Я понимал, как противна Ирине Александровне, умной, образованной женщине, блестящему искусствоведу, смелому организатору выставочного дела, вся эта возня, но что поделаешь? Ведь не предложишь Хрущеву прослушать лекции по истории искусств. Уповать на поддержку тех, кто по роду своей деятельности мог бы спокойно разъяснить, что к чему, не приходилось. Президент Академии художеств Серов только что в Манеже продемонстрировал свою точку зрения. Можно было твердо рассчитывать, что ни Хрущев, ни Суслов на выставку не пожалуют. Но вот другие…
Екатерина Алексеевна Фурцева, в ту пору она была министром культуры СССР, тоже беспокоилась. Вдруг на новогоднем приеме в Кремле мадам Леже со свойственным ей темпераментом заведет разговор на тему об искусстве с «самим» Хрущевым? Возможен скандал. Решено было предложить Наде Леже встретить Новый год в домашней обстановке, чтобы избежать официальной скуки. Чем не военная операция? Нашлись острословы, реакция которых на все эти события выразилась в эпиграмме: «С этой выставкой Леже как бы не было хуже, как бы не было хуже, если б не было уже».
* * *
В культурной жизни нарастала напряженность. С трудом пробился на экраны фильм «Председатель», а картина «Застава Ильича» одной из первых подверглась разносу и легла на полку. Не иссякла, правда, надежда на то, что все это временно. В литературе, искусстве, театре, кинематографе споры, однако, обострялись, от письменных столов перекинулись на трибуны. Кто-то принимал повесть Эренбурга «Оттепель», кто-то ее хулил, кому-то нравился роман Дудинцева «Не хлебом единым», иные обвиняли автора в посягательстве на основы. Все более четко вырисовывались пристрастия. Разговоры о консолидации ни к чему уже не приводили. Не скажешь, чтобы ситуация эта сложилась неожиданно, ее истоки все там же — в решениях XX съезда. Понимал ли сам Хрущев, как неоднозначно приняли этот съезд литераторы? Думаю, что понимал.

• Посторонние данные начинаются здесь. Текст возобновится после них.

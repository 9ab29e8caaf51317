//! Reading data from the presentation format.
//!
//! In the presentation format, a record is one line of text broken into
//! whitespace-separated tokens. Splitting the line, along with resolving
//! quoting and escape sequences, is the job of whatever reads the zone
//! file; the record data implementations only ever see the finished token
//! list, wrapped into a [`TokenScanner`] that hands out tokens from left to
//! right.

use super::charstr::CharStr;
use core::fmt;

//------------ TokenScanner --------------------------------------------------

/// A scanner over the tokens of one presentation format entry.
#[derive(Clone, Debug)]
pub struct TokenScanner<'a> {
    tokens: &'a [&'a str],
    pos: usize,
}

impl<'a> TokenScanner<'a> {
    /// Creates a scanner over the given tokens.
    #[must_use]
    pub fn new(tokens: &'a [&'a str]) -> Self {
        TokenScanner { tokens, pos: 0 }
    }

    /// Returns whether all tokens have been consumed.
    #[must_use]
    pub fn is_exhausted(&self) -> bool {
        self.pos >= self.tokens.len()
    }

    /// Takes the next token.
    pub fn scan_str(&mut self) -> Result<&'a str, ScanError> {
        self.opt_str()
            .ok_or_else(|| ScanError::custom("unexpected end of entry"))
    }

    /// Takes the next token if there is one.
    pub fn opt_str(&mut self) -> Option<&'a str> {
        let res = self.tokens.get(self.pos).copied();
        if res.is_some() {
            self.pos += 1;
        }
        res
    }

    /// Takes the next token as a character string.
    pub fn scan_charstr(&mut self) -> Result<CharStr, ScanError> {
        self.scan_str().and_then(|token| {
            CharStr::from_octets(token.as_bytes())
                .map_err(|_| ScanError::custom("character string too long"))
        })
    }

    /// Takes the next token as a character string if there is one.
    pub fn opt_charstr(&mut self) -> Result<Option<CharStr>, ScanError> {
        match self.opt_str() {
            Some(token) => CharStr::from_octets(token.as_bytes())
                .map(Some)
                .map_err(|_| ScanError::custom("character string too long")),
            None => Ok(None),
        }
    }

    /// Takes the next token as a decimal `u16`.
    pub fn scan_u16(&mut self) -> Result<u16, ScanError> {
        self.scan_str().and_then(|token| {
            token
                .parse()
                .map_err(|_| ScanError::custom("expected a 16 bit integer"))
        })
    }
}

//------------ ScanError -----------------------------------------------------

/// A token violated the grammar of the record data being scanned.
#[derive(Clone, Debug, Eq, PartialEq)]
pub struct ScanError(&'static str);

impl ScanError {
    /// Creates a new error with the given diagnostics string.
    #[must_use]
    pub fn custom(msg: &'static str) -> Self {
        ScanError(msg)
    }
}

//--- Display and Error

impl fmt::Display for ScanError {
    fn fmt(&self, f: &mut fmt::Formatter) -> fmt::Result {
        f.write_str(self.0)
    }
}

impl std::error::Error for ScanError {}

//============ Tests =========================================================

#[cfg(test)]
mod test {
    use super::*;

    #[test]
    fn scan_tokens() {
        let mut scanner = TokenScanner::new(&["one", "two"]);
        assert_eq!(scanner.scan_str().unwrap(), "one");
        assert!(!scanner.is_exhausted());
        assert_eq!(scanner.opt_str(), Some("two"));
        assert!(scanner.is_exhausted());
        assert_eq!(scanner.opt_str(), None);
        assert!(scanner.scan_str().is_err());
    }

    #[test]
    fn scan_charstr() {
        let mut scanner = TokenScanner::new(&["150862028003"]);
        assert_eq!(
            scanner.scan_charstr().unwrap().as_slice(),
            b"150862028003"
        );
        assert_eq!(scanner.opt_charstr().unwrap(), None);
    }
}
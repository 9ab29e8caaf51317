//! End-to-end resource record round trips through the public API.

use rrcodec::base::charstr::CharStr;
use rrcodec::base::iana::{RecordClass, RecordType};
use rrcodec::base::record::Record;
use rrcodec::base::registry::Registry;
use rrcodec::base::scan::TokenScanner;
use rrcodec::base::wire::WireCursor;
use rrcodec::rdata::{Eui48, Isdn, Rdata};

fn charstr(data: &[u8]) -> CharStr {
    CharStr::from_octets(data).unwrap()
}

#[test]
fn message_with_mixed_records_round_trips() {
    let records = vec![
        Record::new(
            "one.example.com".parse().unwrap(),
            RecordClass::IN,
            3600,
            Rdata::Eui48(Eui48::new([0x00, 0x1a, 0x2b, 0x3c, 0x4d, 0x5e])),
        ),
        Record::new(
            "two.example.com".parse().unwrap(),
            RecordClass::IN,
            600,
            Rdata::Isdn(Isdn::new(
                charstr(b"150862028003"),
                charstr(b"04"),
            )),
        ),
        Record::new(
            "three.example.com".parse().unwrap(),
            RecordClass::IN,
            600,
            Rdata::Isdn(Isdn::new(charstr(b"150862028003"), CharStr::empty())),
        ),
    ];

    // All records travel through one shared cursor, strictly in order.
    let mut cursor = WireCursor::new();
    for record in &records {
        record.compose(&mut cursor).unwrap();
    }

    cursor.seek(0);
    let mut parsed = Vec::new();
    while cursor.remaining() > 0 {
        parsed.push(Record::parse(&mut cursor).unwrap());
    }
    assert_eq!(parsed, records);
}

#[test]
fn unknown_record_type_survives_round_trip() {
    let mut cursor = WireCursor::new();
    cursor.append_name(&"strange.example.com".parse().unwrap());
    cursor.append_u16(9999);
    cursor.append_u16(1);
    cursor.append_u32(60);
    cursor.append_u16(4);
    cursor.append_slice(b"\xde\xad\xbe\xef");

    cursor.seek(0);
    let record = Record::parse(&mut cursor).unwrap();
    assert_eq!(cursor.remaining(), 0);
    assert_eq!(record.rtype(), RecordType::from_int(9999));
    assert_eq!(
        format!("{}", record),
        "strange.example.com. 60 IN TYPE9999 \\# 4 de ad be ef"
    );

    let mut out = WireCursor::new();
    record.compose(&mut out).unwrap();
    assert_eq!(out.as_slice(), cursor.as_slice());
}

#[test]
fn zone_line_scan_matches_display() {
    let registry = Registry::global();
    let rtype = registry.type_by_name("EUI48").unwrap();
    let mut scanner = TokenScanner::new(&["00-1A-2B-3C-4D-5E"]);
    let record = Record::scan(
        "host.example.com".parse().unwrap(),
        RecordClass::IN,
        3600,
        rtype,
        &mut scanner,
    )
    .unwrap();
    assert_eq!(
        format!("{}", record),
        "host.example.com. 3600 IN EUI48 00-1a-2b-3c-4d-5e"
    );
}

#[test]
fn isdn_zone_line_round_trips_through_text() {
    let record = Record::new(
        "example.com".parse().unwrap(),
        RecordClass::IN,
        600,
        Rdata::Isdn(Isdn::new(charstr(b"150862028003"), charstr(b"04"))),
    );
    assert_eq!(
        format!("{}", record.data()),
        "\"150862028003\" \"04\""
    );

    // What an external tokenizer makes of that presentation form.
    let mut scanner = TokenScanner::new(&["150862028003", "04"]);
    let rescanned = Record::scan(
        record.owner().clone(),
        record.class(),
        record.ttl(),
        record.rtype(),
        &mut scanner,
    )
    .unwrap();
    assert_eq!(rescanned, record);
}

#[test]
fn transaction_id_seed_is_stable() {
    let registry = Registry::global();
    assert_eq!(
        registry.initial_transaction_id(),
        registry.initial_transaction_id()
    );
}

Летом 1957 года состоялась первая встреча партийного руководства с деятелями культуры, затем вторая, третья.
Хорошо помню первую. Ее устроили на дальней сталинской даче под Москвой — в Семеновском. Встреча была задумана Хрущевым как пикник. Гости катались на лодках, на тенистых полянах их ждали сервированные столики отнюдь не только с прохладительными напитками. Обед проходил под шатрами. Легкий летний дождь, запахи трав и вкусной еды — все должно было располагать к дружеской беседе. Но шла она довольно остро. Выступали многие известные писатели, актеры, музыканты, художники. У каждого была своя боль.
Слово взял Константин Симонов. Едва он начал, Хрущев перебил его, сказал примерно следующее: «Когда я встретил вас в Сталинграде, в самую отчаянную пору сражения, вы показались мне более храбрым человеком, чем теперь. После XX съезда голос писателя Симонова звучит как-то невнятно».

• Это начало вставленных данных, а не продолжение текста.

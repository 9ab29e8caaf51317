//! Record data implementations.
//!
//! This module contains the record data implementations for the record
//! types this crate supports, one private module per type with the type
//! re-exported here, plus the [`Rdata`] enum that combines them behind a
//! single dispatch surface.
//!
//! Adding a record type means implementing the record data traits of
//! [`crate::base::rdata`] in a new module here and registering the type in
//! [`crate::base::registry`]; the dispatcher itself never changes. Types
//! nothing has been registered for are carried as
//! [`UnknownRecordData`][crate::base::rdata::UnknownRecordData].

pub mod eui48;
pub mod isdn;

pub use self::eui48::Eui48;
pub use self::isdn::Isdn;

use crate::base::iana::RecordType;
use crate::base::rdata::{
    ComposeRecordData, ParseRecordData, RecordData, UnknownRecordData,
};
use crate::base::registry::{HandlerId, Registry};
use crate::base::scan::{ScanError, TokenScanner};
use crate::base::wire::{ComposeError, ParseError, WireCursor};
use core::fmt;

//------------ Rdata ---------------------------------------------------------

/// The record data of any record type.
///
/// This enum joins the implemented record data types and the opaque
/// fallback for everything else into one value that the record layer can
/// hold without knowing the type up front.
#[derive(Clone, Debug, Eq, Hash, PartialEq)]
pub enum Rdata {
    Eui48(Eui48),
    Isdn(Isdn),
    Unknown(UnknownRecordData),
}

impl Rdata {
    /// Parses the record data for a record of type `rtype`.
    ///
    /// The registry decides which implementation handles the type. A type
    /// without a handler parses into the opaque variant rather than
    /// failing: a message is allowed to carry record types this crate has
    /// never heard of.
    pub fn parse(
        rtype: RecordType,
        cursor: &mut WireCursor,
        rdlen: u16,
    ) -> Result<Self, ParseError> {
        match Registry::global().handler(rtype) {
            Some(HandlerId::Eui48) => {
                Eui48::parse(cursor, rdlen).map(Rdata::Eui48)
            }
            Some(HandlerId::Isdn) => {
                Isdn::parse(cursor, rdlen).map(Rdata::Isdn)
            }
            None => {
                tracing::debug!(
                    rtype = %rtype,
                    rdlen,
                    "no handler for record type, keeping raw record data"
                );
                UnknownRecordData::parse(rtype, cursor, rdlen)
                    .map(Rdata::Unknown)
            }
        }
    }

    /// Scans the record data for a record of type `rtype`.
    ///
    /// Types without a handler expect the generic RFC 3597 form.
    pub fn scan(
        rtype: RecordType,
        scanner: &mut TokenScanner,
    ) -> Result<Self, ScanError> {
        match Registry::global().handler(rtype) {
            Some(HandlerId::Eui48) => {
                Eui48::scan(scanner).map(Rdata::Eui48)
            }
            Some(HandlerId::Isdn) => Isdn::scan(scanner).map(Rdata::Isdn),
            None => {
                UnknownRecordData::scan(rtype, scanner).map(Rdata::Unknown)
            }
        }
    }
}

//--- From

impl From<Eui48> for Rdata {
    fn from(data: Eui48) -> Self {
        Rdata::Eui48(data)
    }
}

impl From<Isdn> for Rdata {
    fn from(data: Isdn) -> Self {
        Rdata::Isdn(data)
    }
}

impl From<UnknownRecordData> for Rdata {
    fn from(data: UnknownRecordData) -> Self {
        Rdata::Unknown(data)
    }
}

//--- RecordData, ParseRecordData, ComposeRecordData

impl RecordData for Rdata {
    fn rtype(&self) -> RecordType {
        match *self {
            Rdata::Eui48(ref data) => data.rtype(),
            Rdata::Isdn(ref data) => data.rtype(),
            Rdata::Unknown(ref data) => data.rtype(),
        }
    }
}

impl ParseRecordData for Rdata {
    fn parse_rdata(
        rtype: RecordType,
        cursor: &mut WireCursor,
        rdlen: u16,
    ) -> Result<Option<Self>, ParseError> {
        Self::parse(rtype, cursor, rdlen).map(Some)
    }
}

impl ComposeRecordData for Rdata {
    fn compose_rdata(
        &self,
        cursor: &mut WireCursor,
    ) -> Result<u16, ComposeError> {
        match *self {
            Rdata::Eui48(ref data) => data.compose_rdata(cursor),
            Rdata::Isdn(ref data) => data.compose_rdata(cursor),
            Rdata::Unknown(ref data) => data.compose_rdata(cursor),
        }
    }
}

//--- Display

impl fmt::Display for Rdata {
    fn fmt(&self, f: &mut fmt::Formatter) -> fmt::Result {
        match *self {
            Rdata::Eui48(ref data) => data.fmt(f),
            Rdata::Isdn(ref data) => data.fmt(f),
            Rdata::Unknown(ref data) => data.fmt(f),
        }
    }
}

//============ Testing =======================================================

#[cfg(test)]
mod test {
    use super::*;

    #[test]
    fn parse_dispatches_by_type() {
        let mut cursor =
            WireCursor::from_slice(b"\x00\x1a\x2b\x3c\x4d\x5e");
        let data =
            Rdata::parse(RecordType::EUI48, &mut cursor, 6).unwrap();
        assert!(matches!(data, Rdata::Eui48(_)));
        assert_eq!(data.rtype(), RecordType::EUI48);

        let mut cursor = WireCursor::from_slice(b"\x03abc\x0204");
        let data = Rdata::parse(RecordType::ISDN, &mut cursor, 7).unwrap();
        assert!(matches!(data, Rdata::Isdn(_)));
    }

    #[test]
    fn unknown_type_falls_back() {
        let rtype = RecordType::from_int(9999);
        let mut cursor = WireCursor::from_slice(b"\x01\x02\x03");
        let data = Rdata::parse(rtype, &mut cursor, 3).unwrap();
        match data {
            Rdata::Unknown(ref unknown) => {
                assert_eq!(unknown.data(), b"\x01\x02\x03")
            }
            ref other => panic!("unexpected dispatch: {:?}", other),
        }
        assert_eq!(data.rtype(), rtype);
    }

    #[test]
    fn scan_dispatches_by_type() {
        let mut scanner = TokenScanner::new(&["00-1a-2b-3c-4d-5e"]);
        let data = Rdata::scan(RecordType::EUI48, &mut scanner).unwrap();
        assert_eq!(format!("{}", data), "00-1a-2b-3c-4d-5e");

        let mut scanner = TokenScanner::new(&["\\#", "1", "ff"]);
        let data =
            Rdata::scan(RecordType::from_int(9999), &mut scanner).unwrap();
        assert_eq!(format!("{}", data), "\\# 1 ff");
    }
}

Симонов ответил: «Никита Сергеевич! Даже автомобилисту, чтобы дать задний ход, необходимо выжать педаль сцепления и на какое-то время перевести рычаг в нейтральное положение. Думаю, что многим из нас потребуется известное время на раздумье».
В посмертно опубликованных записках Симонова «Глазами человека моего поколения» писатель честно пишет о нелегкой для себя поре переосмыслений. Симонов в ту пору даже уехал из Москвы в Узбекистан, вновь стал газетчиком — корреспондентом «Правды», хотел подумать…
Да, были смельчаки и герои, кто принял крушение сталинщины как требование к очищению. А те, кто был близок к Сталину, как Фадеев, многие годы руководивший Союзом писателей СССР?